(Task input Opens)

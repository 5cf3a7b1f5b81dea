//! # MQTT Packet Structures and Serialization
//!
//! MQTT 3.1.1 control packets used by the client, with the traits for
//! encoding them into and decoding them from a byte buffer. Outbound packets
//! implement [`EncodePacket`], inbound ones [`DecodePacket`]; [`decode`] turns
//! one complete frame into an [`MqttPacket`].

use crate::error::ProtocolError;
use crate::util::{self, Reader, Writer};
use heapless::Vec;

/// Protocol level byte for MQTT 3.1.1.
const PROTOCOL_LEVEL: u8 = 4;

/// Bytes reserved in front of the body for the fixed header (type + 4-byte length).
const HEADER_RESERVE: usize = 5;

/// Represents the Quality of Service (QoS) levels for MQTT messages.
#[derive(Debug, Clone, Copy, PartialEq, Eq, PartialOrd)]
#[cfg_attr(feature = "defmt", derive(defmt::Format))]
#[repr(u8)]
pub enum QoS {
    AtMostOnce = 0,
    AtLeastOnce = 1,
    ExactlyOnce = 2,
}

impl TryFrom<u8> for QoS {
    type Error = ProtocolError;

    fn try_from(val: u8) -> Result<Self, Self::Error> {
        match val {
            0 => Ok(QoS::AtMostOnce),
            1 => Ok(QoS::AtLeastOnce),
            2 => Ok(QoS::ExactlyOnce),
            _ => Err(ProtocolError::MalformedPacket),
        }
    }
}

/// A trait for packets that can be encoded into a byte buffer.
pub trait EncodePacket {
    /// Encodes the packet at the start of `buf`, returning its length.
    fn encode(&self, buf: &mut [u8]) -> Result<usize, ProtocolError>;
}

/// A trait for packets that can be decoded from one complete frame.
pub trait DecodePacket<'a>: Sized {
    fn decode(frame: &'a [u8]) -> Result<Self, ProtocolError>;
}

/// Packets a client can receive from the broker.
#[derive(Debug)]
pub enum MqttPacket<'a> {
    ConnAck(ConnAck),
    Publish(Publish<'a>),
    PubAck(PubAck),
    PubRec(PubRec),
    PubRel(PubRel),
    PubComp(PubComp),
    SubAck(SubAck),
    PingResp,
}

/// Decodes one complete frame received from the broker.
pub fn decode(frame: &[u8]) -> Result<MqttPacket<'_>, ProtocolError> {
    let first = *frame.first().ok_or(ProtocolError::MalformedPacket)?;
    let packet_type = first >> 4;
    let packet = match packet_type {
        2 => MqttPacket::ConnAck(ConnAck::decode(frame)?),
        3 => MqttPacket::Publish(Publish::decode(frame)?),
        4 => MqttPacket::PubAck(PubAck::decode(frame)?),
        5 => MqttPacket::PubRec(PubRec::decode(frame)?),
        6 => MqttPacket::PubRel(PubRel::decode(frame)?),
        7 => MqttPacket::PubComp(PubComp::decode(frame)?),
        9 => MqttPacket::SubAck(SubAck::decode(frame)?),
        13 => MqttPacket::PingResp,
        _ => return Err(ProtocolError::InvalidPacketType(packet_type)),
    };
    Ok(packet)
}

/// Writes a packet body with `body`, then prepends the fixed header.
fn encode_with(
    buf: &mut [u8],
    header: u8,
    body: impl FnOnce(&mut Writer<'_>) -> Result<(), ProtocolError>,
) -> Result<usize, ProtocolError> {
    if buf.len() < HEADER_RESERVE {
        return Err(ProtocolError::BufferTooSmall);
    }
    let mut writer = Writer::at(buf, HEADER_RESERVE);
    body(&mut writer)?;
    let body_end = writer.position();
    let buf = writer.into_inner();

    let remaining_len = body_end - HEADER_RESERVE;
    let mut len_bytes = [0u8; 4];
    let len_size = util::write_variable_byte_integer(&mut len_bytes, remaining_len)?;
    let header_len = 1 + len_size;
    buf[0] = header;
    buf[1..header_len].copy_from_slice(&len_bytes[..len_size]);
    buf.copy_within(HEADER_RESERVE..body_end, header_len);
    Ok(header_len + remaining_len)
}

/// Splits a frame into its fixed-header flags and a reader over the body.
fn split_frame(frame: &[u8]) -> Result<(u8, Reader<'_>), ProtocolError> {
    let mut reader = Reader::new(frame);
    let flags = reader.u8()? & 0x0F;
    let remaining_len = reader.variable_byte_integer()?;
    Ok((flags, Reader::new(reader.bytes(remaining_len)?)))
}

// --- CONNECT Packet ---
#[derive(Debug)]
pub struct Connect<'a> {
    pub clean_session: bool,
    pub keep_alive: u16,
    pub client_id: &'a str,
}

impl<'a> Connect<'a> {
    pub fn new(client_id: &'a str, keep_alive: u16, clean_session: bool) -> Self {
        Self {
            client_id,
            keep_alive,
            clean_session,
        }
    }
}

impl EncodePacket for Connect<'_> {
    fn encode(&self, buf: &mut [u8]) -> Result<usize, ProtocolError> {
        encode_with(buf, 0x10, |w| {
            w.put_str("MQTT")?;
            w.put_u8(PROTOCOL_LEVEL)?;
            w.put_u8(if self.clean_session { 0x02 } else { 0x00 })?;
            w.put_u16(self.keep_alive)?;
            w.put_str(self.client_id)
        })
    }
}

// --- CONNACK Packet ---
#[derive(Debug, Clone, Copy, PartialEq, Eq)]
pub struct ConnAck {
    pub session_present: bool,
    pub return_code: u8,
}

impl DecodePacket<'_> for ConnAck {
    fn decode(frame: &[u8]) -> Result<Self, ProtocolError> {
        let (_, mut body) = split_frame(frame)?;
        let session_present = (body.u8()? & 0x01) != 0;
        let return_code = body.u8()?;
        Ok(Self {
            session_present,
            return_code,
        })
    }
}

// --- PUBLISH Packet ---
#[derive(Debug)]
pub struct Publish<'a> {
    pub topic: &'a str,
    pub qos: QoS,
    pub payload: &'a [u8],
    pub packet_id: Option<u16>,
    pub retain: bool,
    pub dup: bool,
}

impl<'a> Publish<'a> {
    pub fn new(topic: &'a str, payload: &'a [u8], qos: QoS, packet_id: Option<u16>) -> Self {
        Self {
            topic,
            qos,
            payload,
            packet_id,
            retain: false,
            dup: false,
        }
    }
}

impl<'a> DecodePacket<'a> for Publish<'a> {
    fn decode(frame: &'a [u8]) -> Result<Self, ProtocolError> {
        let (flags, mut body) = split_frame(frame)?;
        let qos = QoS::try_from((flags >> 1) & 0x03)?;
        let topic = body.str()?;
        let packet_id = if qos != QoS::AtMostOnce {
            Some(body.u16()?)
        } else {
            None
        };
        Ok(Publish {
            topic,
            qos,
            payload: body.rest(),
            packet_id,
            retain: (flags & 0x01) != 0,
            dup: (flags & 0x08) != 0,
        })
    }
}

impl EncodePacket for Publish<'_> {
    fn encode(&self, buf: &mut [u8]) -> Result<usize, ProtocolError> {
        let mut header = 0x30 | ((self.qos as u8) << 1);
        if self.retain {
            header |= 0x01;
        }
        if self.dup {
            header |= 0x08;
        }
        encode_with(buf, header, |w| {
            w.put_str(self.topic)?;
            if self.qos != QoS::AtMostOnce {
                let id = self.packet_id.ok_or(ProtocolError::MalformedPacket)?;
                w.put_u16(id)?;
            }
            w.put_bytes(self.payload)
        })
    }
}

/// Acknowledgement packets made of a packet identifier only.
macro_rules! id_only_packet {
    ($(#[$meta:meta])* $name:ident, $header:expr) => {
        $(#[$meta])*
        #[derive(Debug, Clone, Copy, PartialEq, Eq)]
        pub struct $name {
            pub packet_id: u16,
        }

        impl DecodePacket<'_> for $name {
            fn decode(frame: &[u8]) -> Result<Self, ProtocolError> {
                let (_, mut body) = split_frame(frame)?;
                Ok(Self {
                    packet_id: body.u16()?,
                })
            }
        }

        impl EncodePacket for $name {
            fn encode(&self, buf: &mut [u8]) -> Result<usize, ProtocolError> {
                encode_with(buf, $header, |w| w.put_u16(self.packet_id))
            }
        }
    };
}

id_only_packet!(
    /// QoS 1 publish acknowledgement.
    PubAck,
    0x40
);
id_only_packet!(
    /// QoS 2 publish received, first step of the handshake.
    PubRec,
    0x50
);
id_only_packet!(
    /// QoS 2 publish release.
    PubRel,
    0x62
);
id_only_packet!(
    /// QoS 2 publish complete.
    PubComp,
    0x70
);

// --- SUBSCRIBE Packet ---
#[derive(Debug)]
pub struct Subscribe<'a> {
    pub packet_id: u16,
    pub topics: Vec<(&'a str, QoS), 8>,
}

impl<'a> Subscribe<'a> {
    /// Creates a new Subscribe packet with a single topic.
    pub fn new(packet_id: u16, topic: &'a str, qos: QoS) -> Self {
        let mut topics = Vec::new();
        let _ = topics.push((topic, qos));
        Self { packet_id, topics }
    }
}

impl EncodePacket for Subscribe<'_> {
    fn encode(&self, buf: &mut [u8]) -> Result<usize, ProtocolError> {
        // SUBSCRIBE carries the mandatory reserved bits 0b0010.
        encode_with(buf, 0x82, |w| {
            w.put_u16(self.packet_id)?;
            for (topic, qos) in &self.topics {
                w.put_str(topic)?;
                w.put_u8(*qos as u8)?;
            }
            Ok(())
        })
    }
}

// --- SUBACK Packet ---
#[derive(Debug)]
pub struct SubAck {
    pub packet_id: u16,
    pub return_codes: Vec<u8, 8>,
}

impl SubAck {
    /// Return code the broker uses to reject a topic filter.
    pub const FAILURE: u8 = 0x80;

    pub fn is_rejected(&self) -> bool {
        self.return_codes.contains(&Self::FAILURE)
    }
}

impl DecodePacket<'_> for SubAck {
    fn decode(frame: &[u8]) -> Result<Self, ProtocolError> {
        let (_, mut body) = split_frame(frame)?;
        let packet_id = body.u16()?;
        let mut return_codes = Vec::new();
        for code in body.rest() {
            return_codes
                .push(*code)
                .map_err(|_| ProtocolError::PayloadTooLarge)?;
        }
        Ok(SubAck {
            packet_id,
            return_codes,
        })
    }
}

// --- PINGREQ Packet ---
#[derive(Debug)]
pub struct PingReq;

impl EncodePacket for PingReq {
    fn encode(&self, buf: &mut [u8]) -> Result<usize, ProtocolError> {
        Writer::new(buf).put_bytes(&[0xC0, 0x00])?;
        Ok(2)
    }
}

// --- DISCONNECT Packet ---
#[derive(Debug)]
pub struct Disconnect;

impl EncodePacket for Disconnect {
    fn encode(&self, buf: &mut [u8]) -> Result<usize, ProtocolError> {
        Writer::new(buf).put_bytes(&[0xE0, 0x00])?;
        Ok(2)
    }
}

(Task input Closes)

- _Task directions_
From the top of the material above, please transcribe each line exactly. Include the line with "use crate::error::ProtocolError;" and end there.

- _Result for this task_
repository 5cf3a7b1f5b81dea
//! # MQTT Packet Structures and Serialization
//!
//! MQTT 3.1.1 control packets used by the client, with the traits for
//! encoding them into and decoding them from a byte buffer. Outbound packets
//! implement [`EncodePacket`], inbound ones [`DecodePacket`]; [`decode`] turns
//! one complete frame into an [`MqttPacket`].

use crate::error::ProtocolError;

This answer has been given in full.